The song was performed on Dexys Midnight Runners' commercially unsuccessful tour in 1985. A review by Robin Denselow in The Guardian stated that the performance of "This Is What She's Like" was one of a few highlights of a show derailed by Rowland's ill-tempered demeanour. It was next performed live by Dexys Midnight Runners in 2003. Dave Simpson's Guardian review described how a version of the song lasting nearly twenty minutes received a standing ovation. A positive review of a show by Gavin Martin in The Independent mentioned that "This Is What She's Like" received the best reaction from the crowd of any song in the set.

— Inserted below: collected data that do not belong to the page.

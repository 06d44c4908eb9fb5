//! HTTP surface tests
//!
//! Drives the actix service end to end: redirect outcomes as 307s to the
//! right locations, the 410 for unknown aliases, the response envelope, and
//! the cookie-based session flow.

use std::sync::Arc;

use actix_web::http::StatusCode;
use actix_web::test::{self, TestRequest};
use actix_web::{App, web};
use chrono::{Duration, Utc};
use tempfile::TempDir;

use curtail::api::cookies::{AUTH_COOKIE_NAME, CookieBuilder};
use curtail::api::jwt::JwtService;
use curtail::api::routes;
use curtail::config::{ApiConfig, DatabaseConfig, UrlConfig};
use curtail::services::{
    AccountService, AnalyticsService, LinkCreationService, ResolutionService,
};
use curtail::storage::{Link, SeaOrmStore, StorageFactory};
use curtail::utils::password::hash_password;

async fn create_test_store() -> (Arc<SeaOrmStore>, TempDir) {
    let temp_dir = TempDir::new().expect("Failed to create temp dir");
    let db_path = temp_dir.path().join("test_api.db");
    let config = DatabaseConfig {
        database_url: format!("sqlite://{}?mode=rwc", db_path.display()),
        ..Default::default()
    };

    let store = StorageFactory::create(&config)
        .await
        .expect("Failed to create storage");
    (store, temp_dir)
}

fn test_urls() -> UrlConfig {
    UrlConfig {
        base_url: "http://short.test".to_string(),
        frontend_url: "http://front.test".to_string(),
    }
}

fn make_link(alias: &str, target: &str) -> Link {
    let now = Utc::now();
    Link {
        id: uuid::Uuid::new_v4().to_string(),
        alias: alias.to_string(),
        target: target.to_string(),
        click_count: 0,
        owner_id: None,
        qr_code: None,
        qr_generated: false,
        expires_at: None,
        active_from: now - Duration::minutes(1),
        is_expired: false,
        password_hash: None,
        is_password_protected: false,
        created_at: now,
        updated_at: now,
    }
}

/// Build the full service wired the same way main() wires it.
macro_rules! test_app {
    ($store:expr) => {{
        let urls = test_urls();
        test::init_service(
            App::new()
                .app_data(web::Data::new($store.clone()))
                .app_data(web::Data::new(JwtService::new(
                    "integration-test-secret-32-bytes!",
                    6,
                )))
                .app_data(web::Data::new(CookieBuilder::from_config(
                    &ApiConfig::default(),
                )))
                .app_data(web::Data::new(LinkCreationService::new(
                    $store.clone(),
                    urls.clone(),
                    7,
                )))
                .app_data(web::Data::new(ResolutionService::new(
                    $store.clone(),
                    urls.clone(),
                )))
                .app_data(web::Data::new(AnalyticsService::new($store.clone())))
                .app_data(web::Data::new(AccountService::new($store.clone())))
                .app_data(web::Data::new(urls))
                .configure(routes::api_routes)
                .configure(routes::redirect_routes),
        )
        .await
    }};
}

fn location_header(resp: &actix_web::dev::ServiceResponse) -> String {
    resp.headers()
        .get("Location")
        .expect("Location header present")
        .to_str()
        .unwrap()
        .to_string()
}

mod redirect_surface {
    use super::*;

    #[actix_rt::test]
    async fn test_unknown_alias_answers_410() {
        let (store, _temp) = create_test_store().await;
        let app = test_app!(store);

        let req = TestRequest::get().uri("/nonexistent").to_request();
        let resp = test::call_service(&app, req).await;

        assert_eq!(resp.status(), StatusCode::GONE);
        let body: serde_json::Value = test::read_body_json(resp).await;
        assert_eq!(body["success"], false);
    }

    #[actix_rt::test]
    async fn test_live_link_redirects_to_target() {
        let (store, _temp) = create_test_store().await;
        store
            .insert_link(&make_link("golive", "https://example.com/landing"))
            .await
            .unwrap();

        let app = test_app!(store);
        let req = TestRequest::get().uri("/golive").to_request();
        let resp = test::call_service(&app, req).await;

        assert_eq!(resp.status(), StatusCode::TEMPORARY_REDIRECT);
        assert_eq!(location_header(&resp), "https://example.com/landing");
    }

    #[actix_rt::test]
    async fn test_expired_link_redirects_to_expired_page() {
        let (store, _temp) = create_test_store().await;
        let mut link = make_link("bygone", "https://example.com");
        link.expires_at = Some(Utc::now() - Duration::days(1));
        store.insert_link(&link).await.unwrap();

        let app = test_app!(store);
        let req = TestRequest::get().uri("/bygone").to_request();
        let resp = test::call_service(&app, req).await;

        assert_eq!(resp.status(), StatusCode::TEMPORARY_REDIRECT);
        let location = location_header(&resp);
        assert!(location.starts_with("http://front.test/link-expired?expiredAt="));
        assert!(location.contains("shortUrl=bygone"));
    }

    #[actix_rt::test]
    async fn test_inactive_link_redirects_to_not_active_page() {
        let (store, _temp) = create_test_store().await;
        let mut link = make_link("pending", "https://example.com");
        link.active_from = Utc::now() + Duration::hours(2);
        store.insert_link(&link).await.unwrap();

        let app = test_app!(store);
        let req = TestRequest::get().uri("/pending").to_request();
        let resp = test::call_service(&app, req).await;

        assert_eq!(resp.status(), StatusCode::TEMPORARY_REDIRECT);
        let location = location_header(&resp);
        assert!(location.starts_with("http://front.test/link-not-active?activeFrom="));
        // The full short link rides along, URL-encoded.
        assert!(location.contains("shortUrl=http%3A%2F%2Fshort.test%2Fpending"));
    }

    #[actix_rt::test]
    async fn test_protected_link_redirects_to_password_page() {
        let (store, _temp) = create_test_store().await;
        let mut link = make_link("locked", "https://example.com");
        link.password_hash = Some(hash_password("letmein123").unwrap());
        link.is_password_protected = true;
        store.insert_link(&link).await.unwrap();

        let app = test_app!(store);
        let req = TestRequest::get().uri("/locked").to_request();
        let resp = test::call_service(&app, req).await;

        assert_eq!(resp.status(), StatusCode::TEMPORARY_REDIRECT);
        assert_eq!(location_header(&resp), "http://front.test/protected/locked");
    }
}

mod password_endpoint {
    use super::*;

    async fn seed_protected(store: &SeaOrmStore) {
        let mut link = make_link("vault", "https://example.com/hidden");
        link.password_hash = Some(hash_password("letmein123").unwrap());
        link.is_password_protected = true;
        store.insert_link(&link).await.unwrap();
    }

    #[actix_rt::test]
    async fn test_missing_password_is_bad_request() {
        let (store, _temp) = create_test_store().await;
        seed_protected(&store).await;

        let app = test_app!(store);
        let req = TestRequest::post()
            .uri("/api/links/verify-password")
            .set_json(serde_json::json!({"shortUrl": "vault", "password": ""}))
            .to_request();
        let resp = test::call_service(&app, req).await;

        assert_eq!(resp.status(), StatusCode::BAD_REQUEST);
    }

    #[actix_rt::test]
    async fn test_wrong_password_is_unauthorized() {
        let (store, _temp) = create_test_store().await;
        seed_protected(&store).await;

        let app = test_app!(store);
        let req = TestRequest::post()
            .uri("/api/links/verify-password")
            .set_json(serde_json::json!({"shortUrl": "vault", "password": "nope-nope"}))
            .to_request();
        let resp = test::call_service(&app, req).await;

        assert_eq!(resp.status(), StatusCode::UNAUTHORIZED);
        let body: serde_json::Value = test::read_body_json(resp).await;
        assert_eq!(body["success"], false);
        assert_eq!(body["message"], "Incorrect password");
    }

    #[actix_rt::test]
    async fn test_correct_password_returns_target() {
        let (store, _temp) = create_test_store().await;
        seed_protected(&store).await;

        let app = test_app!(store);
        let req = TestRequest::post()
            .uri("/api/links/verify-password")
            .set_json(serde_json::json!({"shortUrl": "vault", "password": "letmein123"}))
            .to_request();
        let resp = test::call_service(&app, req).await;

        assert_eq!(resp.status(), StatusCode::OK);
        let body: serde_json::Value = test::read_body_json(resp).await;
        assert_eq!(body["success"], true);
        assert_eq!(body["data"]["fullUrl"], "https://example.com/hidden");
    }
}

mod session_flow {
    use super::*;

    #[actix_rt::test]
    async fn test_anonymous_create_then_resolve() {
        let (store, _temp) = create_test_store().await;
        let app = test_app!(store);

        let req = TestRequest::post()
            .uri("/api/links")
            .set_json(serde_json::json!({"url": "https://example.com/deep"}))
            .to_request();
        let resp = test::call_service(&app, req).await;
        assert_eq!(resp.status(), StatusCode::CREATED);

        let body: serde_json::Value = test::read_body_json(resp).await;
        assert_eq!(body["success"], true);
        let short_url = body["data"]["shortUrl"].as_str().unwrap();
        let alias = short_url.rsplit('/').next().unwrap().to_string();
        assert_eq!(alias.len(), 7);
        // Guests never receive a QR code.
        assert!(body["data"]["qrCode"].is_null());

        let req = TestRequest::get().uri(&format!("/{}", alias)).to_request();
        let resp = test::call_service(&app, req).await;
        assert_eq!(resp.status(), StatusCode::TEMPORARY_REDIRECT);
        assert_eq!(location_header(&resp), "https://example.com/deep");
    }

    #[actix_rt::test]
    async fn test_owned_endpoints_require_identity() {
        let (store, _temp) = create_test_store().await;
        let app = test_app!(store);

        let req = TestRequest::get().uri("/api/links").to_request();
        let resp = test::call_service(&app, req).await;
        assert_eq!(resp.status(), StatusCode::UNAUTHORIZED);

        let req = TestRequest::get().uri("/api/auth/me").to_request();
        let resp = test::call_service(&app, req).await;
        assert_eq!(resp.status(), StatusCode::UNAUTHORIZED);
    }

    #[actix_rt::test]
    async fn test_signup_sets_session_cookie() {
        let (store, _temp) = create_test_store().await;
        let app = test_app!(store);

        let req = TestRequest::post()
            .uri("/api/auth/signup")
            .set_json(serde_json::json!({
                "name": "Ada",
                "email": "ada@example.com",
                "password": "hunter2hunter2"
            }))
            .to_request();
        let resp = test::call_service(&app, req).await;
        assert_eq!(resp.status(), StatusCode::CREATED);

        let cookie = resp
            .response()
            .cookies()
            .find(|c| c.name() == AUTH_COOKIE_NAME)
            .expect("session cookie set")
            .into_owned();
        assert!(!cookie.value().is_empty());

        // The cookie authenticates subsequent requests.
        let req = TestRequest::get()
            .uri("/api/auth/me")
            .cookie(cookie)
            .to_request();
        let resp = test::call_service(&app, req).await;
        assert_eq!(resp.status(), StatusCode::OK);

        let body: serde_json::Value = test::read_body_json(resp).await;
        assert_eq!(body["data"]["user"]["email"], "ada@example.com");
        assert_eq!(body["data"]["user"]["provider"], "local");
    }

    #[actix_rt::test]
    async fn test_signup_validation_reports_fields() {
        let (store, _temp) = create_test_store().await;
        let app = test_app!(store);

        let req = TestRequest::post()
            .uri("/api/auth/signup")
            .set_json(serde_json::json!({
                "name": "A",
                "email": "not-an-email",
                "password": "short"
            }))
            .to_request();
        let resp = test::call_service(&app, req).await;
        assert_eq!(resp.status(), StatusCode::BAD_REQUEST);

        let body: serde_json::Value = test::read_body_json(resp).await;
        assert_eq!(body["success"], false);
        let errors = body["errors"].as_array().expect("field error list");
        assert_eq!(errors.len(), 3);
    }

    #[actix_rt::test]
    async fn test_owned_create_returns_qr_and_lists() {
        let (store, _temp) = create_test_store().await;
        let app = test_app!(store);

        let req = TestRequest::post()
            .uri("/api/auth/signup")
            .set_json(serde_json::json!({
                "name": "Ada",
                "email": "ada@example.com",
                "password": "hunter2hunter2"
            }))
            .to_request();
        let resp = test::call_service(&app, req).await;
        let cookie = resp
            .response()
            .cookies()
            .find(|c| c.name() == AUTH_COOKIE_NAME)
            .unwrap()
            .into_owned();

        let req = TestRequest::post()
            .uri("/api/links")
            .cookie(cookie.clone())
            .set_json(serde_json::json!({
                "url": "https://example.com/campaign",
                "slug": "launch"
            }))
            .to_request();
        let resp = test::call_service(&app, req).await;
        assert_eq!(resp.status(), StatusCode::CREATED);

        let body: serde_json::Value = test::read_body_json(resp).await;
        assert_eq!(body["data"]["shortUrl"], "http://short.test/launch");
        assert!(
            body["data"]["qrCode"]
                .as_str()
                .unwrap()
                .starts_with("data:image/svg+xml;base64,")
        );

        let req = TestRequest::get()
            .uri("/api/links")
            .cookie(cookie)
            .to_request();
        let resp = test::call_service(&app, req).await;
        assert_eq!(resp.status(), StatusCode::OK);

        let body: serde_json::Value = test::read_body_json(resp).await;
        let urls = body["data"]["urls"].as_array().unwrap();
        assert_eq!(urls.len(), 1);
        assert_eq!(urls[0]["alias"], "launch");
    }

    #[actix_rt::test]
    async fn test_duplicate_slug_answers_conflict() {
        let (store, _temp) = create_test_store().await;
        let app = test_app!(store);

        let req = TestRequest::post()
            .uri("/api/auth/signup")
            .set_json(serde_json::json!({
                "name": "Ada",
                "email": "ada@example.com",
                "password": "hunter2hunter2"
            }))
            .to_request();
        let resp = test::call_service(&app, req).await;
        let cookie = resp
            .response()
            .cookies()
            .find(|c| c.name() == AUTH_COOKIE_NAME)
            .unwrap()
            .into_owned();

        for expected in [StatusCode::CREATED, StatusCode::CONFLICT] {
            let req = TestRequest::post()
                .uri("/api/links")
                .cookie(cookie.clone())
                .set_json(serde_json::json!({
                    "url": "https://example.com",
                    "slug": "taken"
                }))
                .to_request();
            let resp = test::call_service(&app, req).await;
            assert_eq!(resp.status(), expected);
        }
    }
}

After a further nine-year break from touring, the band included the song in shows in 2012. Simon Price of The Independent described an encore performance at the Shepherd's Bush Empire as "utterly astonishing" and that when Rowlands asks during the song whether he can express himself, his "outburst of ecstatic laa-laa-laas says more than words ever could." In another review the following year, Price noted that Rowland was performing the song with Pete Williams as co-vocalist, and they were "walk-dancing" in the style of Flanagan and Allen during the performance. The song was included in the band's set at Latitude in 2012. Band member Jim Paterson said in 2014 that live versions were sometimes as long as 22 minutes.

==Credits and personnel==
Credits as per the inner sleeve of the original album release.
- Musicians
- Kevin Rowland – vocals
- Billy Adams – lead guitar, rhythm guitar, vocals
- Helen O'Hara – violin, backing vocals
- Nicky Gatfield – saxophone, backing vocals
- Vincent Crane – piano
- Tim Dancy – drums
- Julian Littman – mandolin
- Jimmy Paterson – trombone
- Tommy Evans – steel guitar
- Robert Noble – organ, synthesizer
- John Edwards – bass

- Technical
- Alan Winstanley, Kevin Rowland – producers
- Alan Winstanley – recording
- Pete Schwier – mixing
- Arun Chakraverty – mastering

==Releases==
===Albums===
- Don't Stand Me Down (1985)
- The Very Best of Dexys Midnight Runners (1991); according to journalist Daryl Easlea, the album sought to position Dexys as a "hit singles band" and the song was "tagged on somewhat begrudgingly at the end."
- Because of You (1993)
- Don't Stand Me Down (1997) – re-release on Creation Records, with two extra tracks. Rowland complained in 2002 that "The '97 reissue on Creation was fucked up by the use of a 'stereo enhancer' during mastering – it sounded washy. It cheapened everything."
- Don't Stand Me Down: The Director's Cut (2002) Remastered re-release by EMI, with additional tracks.
- Let's Make This Precious: The Best of Dexys Midnight Runners

===Video===
- It Was Like This – Live (2004). DVD. Filmed in 2003.

===Singles===
Various edits were released.

Single releases for "This Is What She's Like" (November 1985)
| A-side / B-sides | Format | Label | Catalogue number | Notes |
|---|---|---|---|---|
| "An Extract from This Is What She's Like" / "This Is What She's Like Finale" | 7-inch single | Mercury Records | DEXYS 13 | UK |
| Disc 1: "An Extract from This Is What She's Like" / "This Is What She's Like Finale" Disc 2: "Marguerita Time" / "Reminisce (Part 2)" | 7-inch single | Mercury Records | DEXYD | UK Gatefold double single |
| "This Is What She's Like" (DJ edit – short version) / "This Is What She's Like" (DJ edit – 7-inch single) | 7-inch single | Mercury Records | DEXDJ 13 | UK radio promo |
| "This Is What She's Like" / "Marguerita Time" | 10-inch single | Mercury Records | DEXYS 13-10 | UK |
| "This Is What She's Like"/ "This Is What She's Like (Instrumental)" / "Marguerita Time" | 12-inch single | Mercury Records | DEXYS 13-12 | UK |
| "This Is What She's Like (edit)"/ "This Is What She's Like" / "One of Those Things" |  | Mercury Records | PRO-387-1 | US promo |

===Weekly charts===

Original release
| Chart (1985) | Peak position | Ref. |
|---|---|---|
| UK Singles (OCC) | 78 |  |

==Bibliography==
- White, Richard (2005). "Dexys Midnight Runners: Young Soul Rebels"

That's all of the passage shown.